**DIRECTIONS FOR THIS TASK**
Repeat every record below exactly as it appears.

**RECORDS SHOWN**
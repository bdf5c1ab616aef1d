use std::sync::Arc;

use axum::{Router, routing::get};

use crate::{
    passenger::{buses::buses_handler, ws},
    state::AppState,
};

pub fn passenger_routes() -> Router<Arc<AppState>> {
    Router::new()
        .route("/buses", get(buses_handler))
        .route("/ws", get(ws::handler))
}
use std::{
    cell::RefCell,
    collections::{BTreeMap, VecDeque},
    sync::{
        Arc,
        atomic::{AtomicBool, Ordering},
    },
};

use parking_lot::{Mutex, ReentrantMutex};
use tracing::{debug, info};

use crate::{
    error::TrackerError,
    store::{
        position_snapshot::PositionSnapshot,
        position_store::{RealtimePositionStore, SnapshotCallback},
        subscription::Subscription,
    },
    vehicle::{vehicle_id::VehicleId, vehicle_record::VehicleRecord},
};

type SubscriptionId = u64;

struct Subscriber {
    active: AtomicBool,
    callback: Mutex<SnapshotCallback>,
}

impl Subscriber {
    fn deliver(&self, snapshot: &PositionSnapshot) {
        if !self.active.load(Ordering::Acquire) {
            return;
        }

        let mut callback = self.callback.lock();
        (*callback)(snapshot);
    }
}

struct Notification {
    snapshot: PositionSnapshot,
    targets: Vec<Arc<Subscriber>>,
}

#[derive(Default)]
struct DispatchQueue {
    pending: VecDeque<Notification>,
    draining: bool,
}

#[derive(Default)]
struct StoreState {
    records: PositionSnapshot,
    subscribers: BTreeMap<SubscriptionId, Arc<Subscriber>>,
    next_subscription_id: SubscriptionId,
}

struct Shared {
    state: Mutex<StoreState>,
    // Serializes every mutation together with the delivery of its snapshot.
    // Re-entrant so callbacks may publish, subscribe or unsubscribe; those
    // notifications are queued and drained by the outermost caller.
    dispatcher: ReentrantMutex<RefCell<DispatchQueue>>,
}

/// Resets the draining flag even if a callback panics.
struct DrainGuard<'a>(&'a RefCell<DispatchQueue>);

impl Drop for DrainGuard<'_> {
    fn drop(&mut self) {
        self.0.borrow_mut().draining = false;
    }
}

impl Shared {
    fn new() -> Self {
        Shared {
            state: Mutex::new(StoreState::default()),
            dispatcher: ReentrantMutex::new(RefCell::new(DispatchQueue::default())),
        }
    }

    fn mutate<F>(&self, mutation: F)
    where
        F: FnOnce(&mut BTreeMap<VehicleId, VehicleRecord>),
    {
        let dispatcher = self.dispatcher.lock();

        let notification = {
            let mut state = self.state.lock();
            mutation(state.records.make_mut());
            Notification {
                snapshot: state.records.clone(),
                targets: state.subscribers.values().cloned().collect(),
            }
        };

        dispatcher.borrow_mut().pending.push_back(notification);
        Self::drain(&dispatcher);
    }

    fn drain(dispatcher: &RefCell<DispatchQueue>) {
        if dispatcher.borrow().draining {
            return;
        }

        dispatcher.borrow_mut().draining = true;
        let _guard = DrainGuard(dispatcher);

        loop {
            let next = dispatcher.borrow_mut().pending.pop_front();
            let Some(notification) = next else {
                break;
            };

            for subscriber in &notification.targets {
                subscriber.deliver(&notification.snapshot);
            }
        }
    }

    fn subscribe(&self, callback: SnapshotCallback) -> SubscriptionId {
        let dispatcher = self.dispatcher.lock();

        let (subscription_id, notification) = {
            let mut state = self.state.lock();
            let subscription_id = state.next_subscription_id;
            state.next_subscription_id += 1;

            let subscriber = Arc::new(Subscriber {
                active: AtomicBool::new(true),
                callback: Mutex::new(callback),
            });
            state
                .subscribers
                .insert(subscription_id, Arc::clone(&subscriber));

            (
                subscription_id,
                Notification {
                    snapshot: state.records.clone(),
                    targets: vec![subscriber],
                },
            )
        };

        debug!(subscription_id, "Subscribed to position store");

        dispatcher.borrow_mut().pending.push_back(notification);
        Self::drain(&dispatcher);

        subscription_id
    }

    fn unsubscribe(&self, subscription_id: SubscriptionId) {
        // Waits for deliveries in flight on other threads.
        let _dispatcher = self.dispatcher.lock();

        if let Some(subscriber) = self.state.lock().subscribers.remove(&subscription_id) {
            subscriber.active.store(false, Ordering::Release);
            debug!(subscription_id, "Unsubscribed from position store");
        }
    }
}

/// Process-local [`RealtimePositionStore`].
///
/// Safe to share between threads: the map sits behind a single mutex and
/// subscribers receive copy-on-write snapshots, never a partially updated map.
#[derive(Clone)]
pub struct InMemoryPositionStore {
    shared: Arc<Shared>,
}

impl Default for InMemoryPositionStore {
    fn default() -> Self {
        Self::new()
    }
}

impl InMemoryPositionStore {
    pub fn new() -> Self {
        InMemoryPositionStore {
            shared: Arc::new(Shared::new()),
        }
    }

    pub fn subscriber_count(&self) -> usize {
        self.shared.state.lock().subscribers.len()
    }
}

impl RealtimePositionStore for InMemoryPositionStore {
    fn publish(&self, vehicle_id: &VehicleId, record: VehicleRecord) -> Result<(), TrackerError> {
        if record.vehicle_id() != vehicle_id {
            return Err(TrackerError::InvalidRecord(format!(
                "record for vehicle {} published under {vehicle_id}",
                record.vehicle_id()
            )));
        }
        record.validate()?;

        debug!(
            vehicle_id = %vehicle_id,
            lat = record.position.lat,
            lng = record.position.lng,
            "Publishing vehicle position"
        );

        self.shared.mutate(|records| {
            records.insert(vehicle_id.clone(), record);
        });

        Ok(())
    }

    fn remove(&self, vehicle_id: &VehicleId) -> Result<(), TrackerError> {
        self.shared.mutate(|records| {
            if records.remove(vehicle_id).is_some() {
                info!(vehicle_id = %vehicle_id, "Removed vehicle from position store");
            }
        });

        Ok(())
    }

    fn subscribe(&self, callback: SnapshotCallback) -> Result<Subscription, TrackerError> {
        let subscription_id = self.shared.subscribe(callback);
        let shared = Arc::downgrade(&self.shared);

        Ok(Subscription::new(move || {
            if let Some(shared) = shared.upgrade() {
                shared.unsubscribe(subscription_id);
            }
        }))
    }

    fn snapshot(&self) -> Result<PositionSnapshot, TrackerError> {
        Ok(self.shared.state.lock().records.clone())
    }
}
use crate::{
    error::TrackerError,
    store::{position_snapshot::PositionSnapshot, subscription::Subscription},
    vehicle::{vehicle_id::VehicleId, vehicle_record::VehicleRecord},
};

pub type SnapshotCallback = Box<dyn FnMut(&PositionSnapshot) + Send + 'static>;

/// Shared keyed map from vehicle id to its latest record, with push-based
/// change notification.
///
/// Every mutation notifies all subscribers with the complete snapshot taken
/// right after it. Writes to distinct keys are independent, writes to the same
/// key are last-write-wins in call order.
pub trait RealtimePositionStore: Send + Sync {
    /// Upserts `record` under `vehicle_id`.
    fn publish(&self, vehicle_id: &VehicleId, record: VehicleRecord) -> Result<(), TrackerError>;

    /// Deletes the record under `vehicle_id`. Absent ids are not an error.
    fn remove(&self, vehicle_id: &VehicleId) -> Result<(), TrackerError>;

    /// Registers `callback`. It is called with the current snapshot right away
    /// and again after every publish or remove.
    fn subscribe(&self, callback: SnapshotCallback) -> Result<Subscription, TrackerError>;

    fn snapshot(&self) -> Result<PositionSnapshot, TrackerError>;
}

**RESPONSE AREA**
repository bdf5c1ab616aef1d
use std::sync::Arc;

use axum::{Router, routing::get};

use crate::{
    passenger::{buses::buses_handler, ws},
    state::AppState,
};

pub fn passenger_routes() -> Router<Arc<AppState>> {
    Router::new()
        .route("/buses", get(buses_handler))
        .route("/ws", get(ws::handler))
}
use std::{
    cell::RefCell,
    collections::{BTreeMap, VecDeque},
    sync::{
        Arc,
        atomic::{AtomicBool, Ordering},
    },
};

use parking_lot::{Mutex, ReentrantMutex};
use tracing::{debug, info};

use crate::{
    error::TrackerError,
    store::{
        position_snapshot::PositionSnapshot,
        position_store::{RealtimePositionStore, SnapshotCallback},
        subscription::Subscription,
    },
    vehicle::{vehicle_id::VehicleId, vehicle_record::VehicleRecord},
};

type SubscriptionId = u64;

struct Subscriber {
    active: AtomicBool,
    callback: Mutex<SnapshotCallback>,
}

impl Subscriber {
    fn deliver(&self, snapshot: &PositionSnapshot) {
        if !self.active.load(Ordering::Acquire) {
            return;
        }

        let mut callback = self.callback.lock();
        (*callback)(snapshot);
    }
}

struct Notification {
    snapshot: PositionSnapshot,
    targets: Vec<Arc<Subscriber>>,
}

#[derive(Default)]
struct DispatchQueue {
    pending: VecDeque<Notification>,
    draining: bool,
}

#[derive(Default)]
struct StoreState {
    records: PositionSnapshot,
    subscribers: BTreeMap<SubscriptionId, Arc<Subscriber>>,
    next_subscription_id: SubscriptionId,
}

struct Shared {
    state: Mutex<StoreState>,
    // Serializes every mutation together with the delivery of its snapshot.
    // Re-entrant so callbacks may publish, subscribe or unsubscribe; those
    // notifications are queued and drained by the outermost caller.
    dispatcher: ReentrantMutex<RefCell<DispatchQueue>>,
}

/// Resets the draining flag even if a callback panics.
struct DrainGuard<'a>(&'a RefCell<DispatchQueue>);

impl Drop for DrainGuard<'_> {
    fn drop(&mut self) {
        self.0.borrow_mut().draining = false;
    }
}

impl Shared {
    fn new() -> Self {
        Shared {
            state: Mutex::new(StoreState::default()),
            dispatcher: ReentrantMutex::new(RefCell::new(DispatchQueue::default())),
        }
    }

    fn mutate<F>(&self, mutation: F)
    where
        F: FnOnce(&mut BTreeMap<VehicleId, VehicleRecord>),
    {
        let dispatcher = self.dispatcher.lock();

        let notification = {
            let mut state = self.state.lock();
            mutation(state.records.make_mut());
            Notification {
                snapshot: state.records.clone(),
                targets: state.subscribers.values().cloned().collect(),
            }
        };

        dispatcher.borrow_mut().pending.push_back(notification);
        Self::drain(&dispatcher);
    }

    fn drain(dispatcher: &RefCell<DispatchQueue>) {
        if dispatcher.borrow().draining {
            return;
        }

        dispatcher.borrow_mut().draining = true;
        let _guard = DrainGuard(dispatcher);

        loop {
            let next = dispatcher.borrow_mut().pending.pop_front();
            let Some(notification) = next else {
                break;
            };

            for subscriber in &notification.targets {
                subscriber.deliver(&notification.snapshot);
            }
        }
    }

    fn subscribe(&self, callback: SnapshotCallback) -> SubscriptionId {
        let dispatcher = self.dispatcher.lock();

        let (subscription_id, notification) = {
            let mut state = self.state.lock();
            let subscription_id = state.next_subscription_id;
            state.next_subscription_id += 1;

            let subscriber = Arc::new(Subscriber {
                active: AtomicBool::new(true),
                callback: Mutex::new(callback),
            });
            state
                .subscribers
                .insert(subscription_id, Arc::clone(&subscriber));

            (
                subscription_id,
                Notification {
                    snapshot: state.records.clone(),
                    targets: vec![subscriber],
                },
            )
        };

        debug!(subscription_id, "Subscribed to position store");

        dispatcher.borrow_mut().pending.push_back(notification);
        Self::drain(&dispatcher);

        subscription_id
    }

    fn unsubscribe(&self, subscription_id: SubscriptionId) {
        // Waits for deliveries in flight on other threads.
        let _dispatcher = self.dispatcher.lock();

        if let Some(subscriber) = self.state.lock().subscribers.remove(&subscription_id) {
            subscriber.active.store(false, Ordering::Release);
            debug!(subscription_id, "Unsubscribed from position store");
        }
    }
}

/// Process-local [`RealtimePositionStore`].
///
/// Safe to share between threads: the map sits behind a single mutex and
/// subscribers receive copy-on-write snapshots, never a partially updated map.
#[derive(Clone)]
pub struct InMemoryPositionStore {
    shared: Arc<Shared>,
}

impl Default for InMemoryPositionStore {
    fn default() -> Self {
        Self::new()
    }
}

impl InMemoryPositionStore {
    pub fn new() -> Self {
        InMemoryPositionStore {
            shared: Arc::new(Shared::new()),
        }
    }

    pub fn subscriber_count(&self) -> usize {
        self.shared.state.lock().subscribers.len()
    }
}

impl RealtimePositionStore for InMemoryPositionStore {
    fn publish(&self, vehicle_id: &VehicleId, record: VehicleRecord) -> Result<(), TrackerError> {
        if record.vehicle_id() != vehicle_id {
            return Err(TrackerError::InvalidRecord(format!(
                "record for vehicle {} published under {vehicle_id}",
                record.vehicle_id()
            )));
        }
        record.validate()?;

        debug!(
            vehicle_id = %vehicle_id,
            lat = record.position.lat,
            lng = record.position.lng,
            "Publishing vehicle position"
        );

        self.shared.mutate(|records| {
            records.insert(vehicle_id.clone(), record);
        });

        Ok(())
    }

    fn remove(&self, vehicle_id: &VehicleId) -> Result<(), TrackerError> {
        self.shared.mutate(|records| {
            if records.remove(vehicle_id).is_some() {
                info!(vehicle_id = %vehicle_id, "Removed vehicle from position store");
            }
        });

        Ok(())
    }

    fn subscribe(&self, callback: SnapshotCallback) -> Result<Subscription, TrackerError> {
        let subscription_id = self.shared.subscribe(callback);
        let shared = Arc::downgrade(&self.shared);

        Ok(Subscription::new(move || {
            if let Some(shared) = shared.upgrade() {
                shared.unsubscribe(subscription_id);
            }
        }))
    }

    fn snapshot(&self) -> Result<PositionSnapshot, TrackerError> {
        Ok(self.shared.state.lock().records.clone())
    }
}
use crate::{
    error::TrackerError,
    store::{position_snapshot::PositionSnapshot, subscription::Subscription},
    vehicle::{vehicle_id::VehicleId, vehicle_record::VehicleRecord},
};

pub type SnapshotCallback = Box<dyn FnMut(&PositionSnapshot) + Send + 'static>;

/// Shared keyed map from vehicle id to its latest record, with push-based
/// change notification.
///
/// Every mutation notifies all subscribers with the complete snapshot taken
/// right after it. Writes to distinct keys are independent, writes to the same
/// key are last-write-wins in call order.
pub trait RealtimePositionStore: Send + Sync {
    /// Upserts `record` under `vehicle_id`.
    fn publish(&self, vehicle_id: &VehicleId, record: VehicleRecord) -> Result<(), TrackerError>;

    /// Deletes the record under `vehicle_id`. Absent ids are not an error.
    fn remove(&self, vehicle_id: &VehicleId) -> Result<(), TrackerError>;

    /// Registers `callback`. It is called with the current snapshot right away
    /// and again after every publish or remove.
    fn subscribe(&self, callback: SnapshotCallback) -> Result<Subscription, TrackerError>;

    fn snapshot(&self) -> Result<PositionSnapshot, TrackerError>;
}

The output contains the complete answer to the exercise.